In particular, 2017 is prime, and 10 is an integer, so $10^{2017}-10$ is a multiple of 2017. Ten is not a factor of 2017 (because 2017 is prime), so $10^{2016}-1$ is also a multiple of 2017, and consists of 2016 nines strung together. Nine is not a factor of 2017 (because 2017 is *still* prime), and $\frac{10^{2016}-1}{9}$ is the last element of the given set.

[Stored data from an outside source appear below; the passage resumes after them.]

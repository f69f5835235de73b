//! Layout hints for the external layout engine
//!
//! Nothing is positioned here. These helpers compute the nesting depth that
//! drives font scaling and the rank hints that keep sibling nodes in a grid.

pub mod depth;
pub mod grid;

pub use depth::{font_at, font_step, max_depth};
pub use grid::arrange_grid;
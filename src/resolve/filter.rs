//! Record filters declared on schema elements

use crate::model::{Record, SchemaNode};

/// Parse the allowed-value list, `None` when unset or malformed
pub fn allowed_values(node: &SchemaNode) -> Option<Vec<String>> {
    if node.filter_field.is_empty() || node.filter_values.is_empty() {
        return None;
    }
    match serde_json::from_str(&node.filter_values) {
        Ok(values) => Some(values),
        Err(err) => {
            tracing::warn!(values = %node.filter_values, %err, "malformed filter values");
            None
        }
    }
}

/// Whether `record` is excluded by the element's filter.
///
/// A missing or malformed filter keeps every record.
pub fn is_filtered_out(node: &SchemaNode, record: &Record) -> bool {
    match allowed_values(node) {
        Some(values) => {
            let value = record.text(&node.filter_field);
            !values.iter().any(|allowed| allowed == value)
        }
        None => false,
    }
}
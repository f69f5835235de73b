//! Input model: view schemas and configuration-item records

pub mod record;
pub mod schema;

pub use record::{ChildDataError, Record, Value};
pub use schema::{Direction, ElementKind, GraphKind, LabelPosition, SchemaNode, SchemaQuery};

use std::path::Path;

use serde::Deserialize;

use crate::config::RenderOptions;
use crate::error::InputError;

/// A complete render request as exchanged with the CMDB API
#[derive(Debug, Clone, Deserialize)]
pub struct InputDocument {
    pub query: SchemaQuery,

    /// Top-level records
    #[serde(default)]
    pub records: Vec<Record>,

    #[serde(default)]
    pub options: Option<RenderOptions>,
}

impl InputDocument {
    pub fn from_json(source: &str) -> Result<Self, InputError> {
        serde_json::from_str(source).map_err(|e| InputError::json(e, source))
    }

    pub fn from_file(path: &Path) -> Result<Self, InputError> {
        let source = std::fs::read_to_string(path)?;
        Self::from_json(&source)
    }
}

#[cfg(test)]
mod tests {
    use super::*;

    #[test]
    fn test_parse_document() {
        let doc = InputDocument::from_json(
            r#"{
                "query": {
                    "view_graph_type": "node",
                    "graph_dir": "TB",
                    "root_data": {"graph_type": "node", "children": []}
                },
                "records": [{"guid": "n1"}],
                "options": {"suport_version": "yes"}
            }"#,
        )
        .expect("Should parse");
        assert_eq!(doc.query.kind, GraphKind::Node);
        assert_eq!(doc.records.len(), 1);
        assert!(doc.options.unwrap().version_aware);
    }

    #[test]
    fn test_unknown_graph_type_is_rejected() {
        let result = InputDocument::from_json(
            r#"{"query": {"view_graph_type": "pie", "root_data": {"graph_type": "node"}}}"#,
        );
        assert!(matches!(result, Err(InputError::Json { .. })));
    }
}
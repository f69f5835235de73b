//! Cluster and node renderers

use crate::dot::{cluster_id, dot_id, font};
use crate::error::RenderError;
use crate::model::{GraphKind, Record, SchemaNode};
use crate::resolve::shape::{BOX, ELLIPSE};
use crate::resolve::{
    is_filtered_out, render_label, resolve_shape, resolve_style, truncate_label, DEFAULT_STYLE,
};

use super::attrs::Attrs;
use super::dispatch::dispatch_child;
use super::session::{EdgeRequest, RenderContext, RenderSession};

/// Side of the square image nodes, in inches
pub const IMAGE_SIZE: f64 = 1.1;
/// Width of plain nodes, in inches
pub const NODE_WIDTH: f64 = 4.0;

const IMAGE_STYLE: &str = r#"color="transparent";penwidth=1;"#;
const VERSIONED_IMAGE_STYLE: &str = r##"color="#dddddd";penwidth=1;"##;

/// Which node renderer applies
#[derive(Debug, Clone, Copy, PartialEq, Eq)]
pub enum NodeKind {
    /// Square, icon-carrying node; box by default
    Image,
    /// Wide labelled node; ellipse by default
    Plain,
}

/// Tooltip of clusters: the display name, or the label when unnamed
pub(crate) fn tooltip(record: &Record, label: &str) -> String {
    match record.key_name() {
        "" => label.to_string(),
        name => name.to_string(),
    }
}

/// Open a cluster for `guid` with an invisible anchor node inside
pub(crate) fn open_cluster(
    session: &mut RenderSession<'_>,
    guid: &str,
    font_size: f64,
    label: &str,
    tooltip: &str,
    style: &str,
) {
    let attrs = Attrs::new()
        .quoted("id", guid)
        .bare("fontsize", font(font_size))
        .quoted("label", label)
        .quoted("tooltip", tooltip)
        .style(style);
    session.push(&format!("subgraph {} {{\n{}\n", cluster_id(guid), attrs.render()));
    session.push(&format!(
        "{}[penwidth=0;width=0;height=0;label=\"\"];\n",
        dot_id(guid)
    ));
}

/// Render each unseen record of a subgraph element as a nested cluster
pub(crate) fn render_subgraphs<'a>(
    session: &mut RenderSession<'a>,
    element: &'a SchemaNode,
    records: &[&'a Record],
    ctx: RenderContext<'a>,
) -> Result<(), RenderError> {
    for &record in records {
        if is_filtered_out(element, record) {
            continue;
        }
        let guid = record.guid();
        if !session.mark_rendered(guid) {
            continue;
        }
        session.mark_cluster(guid);

        let label = render_label(&element.display_expression, record);
        let style = resolve_style(
            &element.style_field,
            &element.styles,
            record,
            ctx.revision(),
            DEFAULT_STYLE,
        );
        open_cluster(session, guid, ctx.font_size(), &label, &tooltip(record, &label), &style);

        for child in &element.children {
            dispatch_child(session, child, record, ctx)?;
        }
        session.push("}\n");
    }
    Ok(())
}

/// Render each unseen record of an image or node element, returning the
/// identities emitted.
///
/// An element that also declares edge endpoints queues each record as an
/// edge request; its children are rendered for the first such record only.
pub(crate) fn render_nodes<'a>(
    session: &mut RenderSession<'a>,
    kind: NodeKind,
    element: &'a SchemaNode,
    parent_guid: &str,
    records: &[&'a Record],
    ctx: RenderContext<'a>,
) -> Result<Vec<&'a str>, RenderError> {
    let mut children_consumed = false;
    let mut emitted = Vec::new();

    for &record in records {
        if is_filtered_out(element, record) {
            continue;
        }
        let guid = record.guid();
        if !session.mark_rendered(guid) {
            continue;
        }
        emitted.push(guid);

        let label = render_label(&element.display_expression, record);
        let node = match kind {
            NodeKind::Image => image_node(element, record, &label, ctx),
            NodeKind::Plain => plain_node(element, record, &label, ctx),
        };

        if ctx.graph_kind == GraphKind::Group {
            session.push(&format!(
                "{{rank=same;\"{}\"; {}}}\n",
                crate::dot::escape(&element.node_group_name),
                node
            ));
            if !parent_guid.is_empty() {
                session.push(&format!(
                    "{} -> {}[arrowsize=0;penwidth=0;weight=0];\n",
                    dot_id(parent_guid),
                    dot_id(guid)
                ));
            }
        } else {
            session.push(&format!("{node};\n"));
        }

        if !children_consumed {
            for child in &element.children {
                dispatch_child(session, child, record, ctx)?;
            }
        }

        if element.has_endpoints() {
            children_consumed = true;
            session.defer(EdgeRequest {
                element,
                records: vec![record],
                context: ctx,
            });
        }
    }
    Ok(emitted)
}

fn image_node(element: &SchemaNode, record: &Record, label: &str, ctx: RenderContext<'_>) -> String {
    let shape = resolve_shape(&element.shape_field, &element.shapes, record, BOX);
    let default_style = if ctx.version_aware {
        VERSIONED_IMAGE_STYLE
    } else {
        IMAGE_STYLE
    };
    let style = resolve_style(
        &element.style_field,
        &element.styles,
        record,
        ctx.revision(),
        default_style,
    );
    let font_size = ctx.font_size();
    let attrs = Attrs::new()
        .quoted("id", record.guid())
        .bare("fontsize", font(font_size))
        .bare("width", IMAGE_SIZE)
        .bare("height", IMAGE_SIZE)
        .quoted("tooltip", label)
        .bare("fixedsize", true)
        .quoted("shape", &shape)
        .quoted("labelloc", "b")
        .quoted("label", &truncate_label(&shape, IMAGE_SIZE, font_size, label))
        .quoted("image", ctx.image_for(&element.ci_type))
        .style(&style);
    format!("{}[{}]", dot_id(record.guid()), attrs.render())
}

fn plain_node(element: &SchemaNode, record: &Record, label: &str, ctx: RenderContext<'_>) -> String {
    let shape = resolve_shape(&element.shape_field, &element.shapes, record, ELLIPSE);
    let style = resolve_style(
        &element.style_field,
        &element.styles,
        record,
        ctx.revision(),
        DEFAULT_STYLE,
    );
    let font_size = ctx.font_size();
    let attrs = Attrs::new()
        .quoted("id", record.guid())
        .bare("fontsize", font(font_size))
        .quoted("shape", &shape)
        .bare("width", format!("{NODE_WIDTH:.1}"))
        .quoted("label", &truncate_label(&shape, NODE_WIDTH, font_size, label))
        .quoted("tooltip", label)
        .style(&style);
    format!("{}[{}]", dot_id(record.guid()), attrs.render())
}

Of course, Dominika saw another way, using the pigeonhole principle. There are 2017 elements in the set, and 2017 possible remainders modulo 2017, which means either:

- every element in the set has a different remainder modulo 2017, in which case one of them must have a remainder of 0; or
- two distinct elements (say $m$ and $n$, with $m>n$) in the set have the same remainder, in which case $m-n$ is a multiple of 2017 and consists of a string of 1s followed by a string of n 0s. Since $10^n$ is coprime with 2017, $\frac{m-n}{10^n}$ is also a multiple of 2017, and consists of a string of $m-n$ 1s - meaning it's a multiple of 2017 and is in the given set.

A lovely puzzle, and well worth a trip through to Poole!